Mycie rąk i zachowanie dystansu – przynajmniej w zamkniętych pomieszczeniach, to może nie wystarczyć. Coraz wyraźniej widać, że tak zwane aerozole mogą również znacząco przyczynić się do procesu infekcji.

Są to najdrobniejsze mikrokropelki, zwykle o średnicy mniejszej niż pięć mikrometrów. (Dla porównania: ludzki włos na głowie ma grubość około 50 mikrometrów). Są wydalane podczas normalnego mówienia, a nawet oddychania.
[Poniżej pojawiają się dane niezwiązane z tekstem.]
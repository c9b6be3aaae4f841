//! Loading puzzle images before a round starts.

use async_trait::async_trait;
use derive_more::{Display, Error};
use tracing::{debug, info, instrument, warn};

use crate::games::puzzle::CatalogEntry;

/// An image could not be made available.
#[derive(Debug, Clone, PartialEq, Eq, Display, Error)]
#[display("Failed to load image {}: {}", image_ref, message)]
pub struct AssetError {
    /// Image that failed.
    pub image_ref: String,
    /// What went wrong.
    pub message: String,
}

impl AssetError {
    /// Creates a new asset error.
    pub fn new(image_ref: impl Into<String>, message: impl Into<String>) -> Self {
        Self {
            image_ref: image_ref.into(),
            message: message.into(),
        }
    }
}

/// Makes a catalog image available for display.
#[async_trait]
pub trait AssetLoader: Send + Sync {
    /// Resolves once the image is ready, or fails with the reason it is not.
    async fn ensure_loaded(&self, entry: &CatalogEntry) -> Result<(), AssetError>;
}

/// Fetches `http`/`https` images with a GET and checks local paths on disk.
#[derive(Debug, Clone, Default)]
pub struct HttpAssetLoader {
    client: reqwest::Client,
}

impl HttpAssetLoader {
    /// Creates a loader with a fresh HTTP client.
    pub fn new() -> Self {
        Self::default()
    }

    async fn fetch(&self, url: &str) -> Result<(), AssetError> {
        let response = self
            .client
            .get(url)
            .send()
            .await
            .map_err(|e| AssetError::new(url, e.to_string()))?;
        let status = response.status();
        if !status.is_success() {
            return Err(AssetError::new(url, format!("HTTP {}", status)));
        }
        let body = response
            .bytes()
            .await
            .map_err(|e| AssetError::new(url, e.to_string()))?;
        if body.is_empty() {
            return Err(AssetError::new(url, "empty response body"));
        }
        debug!(bytes = body.len(), "Image downloaded");
        Ok(())
    }

    async fn check_file(&self, path: &str) -> Result<(), AssetError> {
        let metadata = tokio::fs::metadata(path)
            .await
            .map_err(|e| AssetError::new(path, e.to_string()))?;
        if !metadata.is_file() || metadata.len() == 0 {
            return Err(AssetError::new(path, "not a non-empty file"));
        }
        Ok(())
    }
}

#[async_trait]
impl AssetLoader for HttpAssetLoader {
    #[instrument(skip(self, entry), fields(image_ref = %entry.image_ref()))]
    async fn ensure_loaded(&self, entry: &CatalogEntry) -> Result<(), AssetError> {
        let image_ref = entry.image_ref();
        let result = if image_ref.starts_with("http://") || image_ref.starts_with("https://") {
            self.fetch(image_ref).await
        } else {
            self.check_file(image_ref).await
        };
        match &result {
            Ok(()) => info!(title = %entry.title(), "Image ready"),
            Err(e) => warn!(error = %e, "Image unavailable"),
        }
        result
    }
}

/// Treats every image as available without touching the network.
#[derive(Debug, Clone, Copy, Default)]
pub struct OfflineAssetLoader;

#[async_trait]
impl AssetLoader for OfflineAssetLoader {
    async fn ensure_loaded(&self, entry: &CatalogEntry) -> Result<(), AssetError> {
        debug!(title = %entry.title(), "Offline mode, skipping image fetch");
        Ok(())
    }
}

#[cfg(test)]
mod tests {
    use super::*;
    use std::io::Write;

    #[tokio::test]
    async fn test_offline_loader_always_succeeds() {
        let entry = CatalogEntry::new("https://example.invalid/x.png".into(), "X".into());
        assert!(OfflineAssetLoader.ensure_loaded(&entry).await.is_ok());
    }

    #[tokio::test]
    async fn test_local_file_checked() {
        let mut file = tempfile::NamedTempFile::new().expect("temp file");
        file.write_all(b"png").expect("write");
        let path = file.path().display().to_string();
        let loader = HttpAssetLoader::new();
        assert!(loader
            .ensure_loaded(&CatalogEntry::new(path, "Local".into()))
            .await
            .is_ok());
    }

    #[tokio::test]
    async fn test_missing_file_fails() {
        let loader = HttpAssetLoader::new();
        let err = loader
            .ensure_loaded(&CatalogEntry::new("/no/such/image.png".into(), "Gone".into()))
            .await
            .expect_err("missing file");
        assert_eq!(err.image_ref, "/no/such/image.png");
    }
}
Podczas gdy większe, a przez to cięższe krople stosunkowo szybko spadają na ziemię, mniejsze aerozole unoszą się w powietrzu przez dłuższy czas. Właśnie dlatego obecna zasada odległości 1,5 metra nie ma zastosowania do tych unoszących się cząstek: mogą one rozprzestrzeniać się na większe odległości. Gromadzą się również w zamkniętych pomieszczeniach.
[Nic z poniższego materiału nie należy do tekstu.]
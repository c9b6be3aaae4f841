//! Static catalog of puzzle images.

use derive_getters::Getters;
use derive_more::{Display, Error};
use derive_new::new;
use rand::Rng;
use serde::{Deserialize, Serialize};
use tracing::{debug, instrument};

/// Image reference and title for one puzzle.
#[derive(Debug, Clone, PartialEq, Eq, Hash, Serialize, Deserialize, Getters, new)]
pub struct CatalogEntry {
    /// URL (`http`/`https`) or local file path of the image.
    image_ref: String,
    /// Title shown above the board.
    title: String,
}

/// Raised when a catalog is built with no entries.
#[derive(Debug, Clone, Display, Error)]
#[display("Image catalog must contain at least one entry")]
pub struct EmptyCatalog;

const BUILTIN: [(&str, &str); 6] = [
    (
        "https://res.cloudinary.com/dggeuuu1n/image/upload/v1753139844/Image_fx_28_kbgaoo.png",
        "Bible Stories Puzzle 1",
    ),
    (
        "https://res.cloudinary.com/dggeuuu1n/image/upload/v1753139826/Image_fx_21_gk3kgb.png",
        "Bible Stories Puzzle 2",
    ),
    (
        "https://res.cloudinary.com/dggeuuu1n/image/upload/v1753139816/Image_fx_19_m9xlj0.png",
        "Bible Stories Puzzle 3",
    ),
    (
        "https://res.cloudinary.com/dggeuuu1n/image/upload/v1753139781/Image_fx_23_c5o5rm.png",
        "Bible Stories Puzzle 4",
    ),
    (
        "https://res.cloudinary.com/dggeuuu1n/image/upload/v1753139719/Image_fx_27_l7kd3r.png",
        "Bible Stories Puzzle 5",
    ),
    (
        "https://res.cloudinary.com/dggeuuu1n/image/upload/v1753139678/Image_fx_22_mlhzrf.png",
        "Bible Stories Puzzle 6",
    ),
];

/// Fixed list of images a round can draw from.
#[derive(Debug, Clone, PartialEq, Eq)]
pub struct ImageCatalog {
    entries: Vec<CatalogEntry>,
}

impl ImageCatalog {
    /// Creates a catalog from the given entries.
    ///
    /// # Errors
    ///
    /// Returns [`EmptyCatalog`] if `entries` is empty.
    #[instrument(skip(entries), fields(count = entries.len()))]
    pub fn new(entries: Vec<CatalogEntry>) -> Result<Self, EmptyCatalog> {
        if entries.is_empty() {
            return Err(EmptyCatalog);
        }
        Ok(Self { entries })
    }

    /// The six built-in puzzle images.
    pub fn builtin_entries() -> Vec<CatalogEntry> {
        BUILTIN
            .iter()
            .map(|(image_ref, title)| CatalogEntry::new(image_ref.to_string(), title.to_string()))
            .collect()
    }

    /// All entries in catalog order.
    pub fn entries(&self) -> &[CatalogEntry] {
        &self.entries
    }

    /// Number of entries.
    pub fn len(&self) -> usize {
        self.entries.len()
    }

    /// Always false; construction rejects empty catalogs.
    pub fn is_empty(&self) -> bool {
        self.entries.is_empty()
    }

    /// Picks an entry uniformly at random, with replacement.
    pub fn pick_random<R: Rng + ?Sized>(&self, rng: &mut R) -> &CatalogEntry {
        let index = rng.random_range(0..self.entries.len());
        let entry = &self.entries[index];
        debug!(index, title = %entry.title, "Picked catalog entry");
        entry
    }
}

impl Default for ImageCatalog {
    fn default() -> Self {
        Self {
            entries: Self::builtin_entries(),
        }
    }
}
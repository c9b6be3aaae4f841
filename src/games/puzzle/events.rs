//! Inputs and outputs of the session state machine.
//!
//! Events are everything that can happen to a session: player actions,
//! clock ticks, and completions of work the session asked for. Effects are
//! the work itself; the session never performs I/O or sleeps, it only
//! describes what its owner should do next.

use std::time::Duration;

use serde::{Deserialize, Serialize};

use super::catalog::CatalogEntry;
use super::grid::Cell;
use crate::db::ScoreRecord;

/// Something that happened to the session.
#[derive(Debug, Clone, PartialEq, Eq)]
pub enum Event {
    /// The player confirmed their name on the entry screen.
    SubmitName(String),
    /// The image for `round` finished loading.
    AssetReady {
        /// Round the load was requested for.
        round: u32,
    },
    /// The image for `round` could not be loaded.
    AssetFailed {
        /// Round the load was requested for.
        round: u32,
        /// Human-readable cause.
        reason: String,
    },
    /// The player asked to retry a failed image load.
    RetryLoad,
    /// The player asked to exchange two pieces.
    Swap {
        /// First cell.
        a: Cell,
        /// Second cell.
        b: Cell,
    },
    /// One second of wall-clock time elapsed.
    Tick,
    /// The display delay after a resolved round elapsed.
    AdvanceDue {
        /// Round that was resolved.
        round: u32,
    },
    /// The player asked for a new game from the summary screen.
    PlayAgain,
    /// The player abandoned the current game.
    Restart,
    /// The final score reached the leaderboard.
    ScoreSaved(ScoreRecord),
    /// The final score could not be stored.
    ScoreFailed(String),
}

/// Work the session's owner must carry out.
#[derive(Debug, Clone, PartialEq, Eq)]
pub enum Effect {
    /// Make sure the image is available, then report
    /// [`Event::AssetReady`] or [`Event::AssetFailed`] for `round`.
    LoadAsset {
        /// Round requesting the image.
        round: u32,
        /// Image to load.
        entry: CatalogEntry,
    },
    /// Begin delivering [`Event::Tick`] once per second.
    StartTicker,
    /// Stop delivering ticks.
    StopTicker,
    /// Deliver `event` after `after`, replacing any pending delivery.
    Schedule {
        /// Delay before delivery.
        after: Duration,
        /// Event to deliver.
        event: Event,
    },
    /// Drop any pending scheduled delivery.
    CancelScheduled,
    /// Store the final score, then report [`Event::ScoreSaved`] or
    /// [`Event::ScoreFailed`].
    SubmitScore {
        /// Name to record.
        player_name: String,
        /// Final score.
        score: u32,
    },
}

/// Tone of a message shown to the player.
#[derive(Debug, Clone, Copy, PartialEq, Eq, Hash, Serialize, Deserialize)]
pub enum Tone {
    /// Good news.
    Success,
    /// Bad news or a failure.
    Error,
}

/// Transient message shown under the board.
#[derive(Debug, Clone, PartialEq, Eq, Serialize, Deserialize)]
pub struct Notice {
    text: String,
    tone: Tone,
}

impl Notice {
    /// A success message.
    pub fn success(text: impl Into<String>) -> Self {
        Self {
            text: text.into(),
            tone: Tone::Success,
        }
    }

    /// An error message.
    pub fn error(text: impl Into<String>) -> Self {
        Self {
            text: text.into(),
            tone: Tone::Error,
        }
    }

    /// Message text.
    pub fn text(&self) -> &str {
        &self.text
    }

    /// Message tone.
    pub fn tone(&self) -> Tone {
        self.tone
    }
}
Minuty do godzin w powietrzu

Ilustruje to między innymi eksperyment przeprowadzony przez Philipa Anfinruda i Adriaana Baxa z National Institutes of Health w Bethesda (USA). Aby to zrobić, badacze kazali osobie testowej wykrzyczeć słowa „pozostań zdrowy!” W różnych głośnościach w zaciemnionym pudełku.

Za pomocą lasera uwidocznili wyrzucane krople aerozolu – przynajmniej te większe. Unosiły się one w powietrzu średnio przez dwanaście minut. Naukowcy obliczyli, że gdy mówisz głośno, wytwarzanych jest około 1000 kropelek aerozolu na minutę. Ponadto istnieją małe aerozole, które pozostają niewidoczne i dlatego nie są liczone.

W innych eksperymentach wirusy zdolne do replikacji można było wykryć trzy godziny później w sztucznie generowanych aerozolach. Były to jednak sytuacje laboratoryjne – w warunkach naturalnych mogło to wyglądać zupełnie inaczej.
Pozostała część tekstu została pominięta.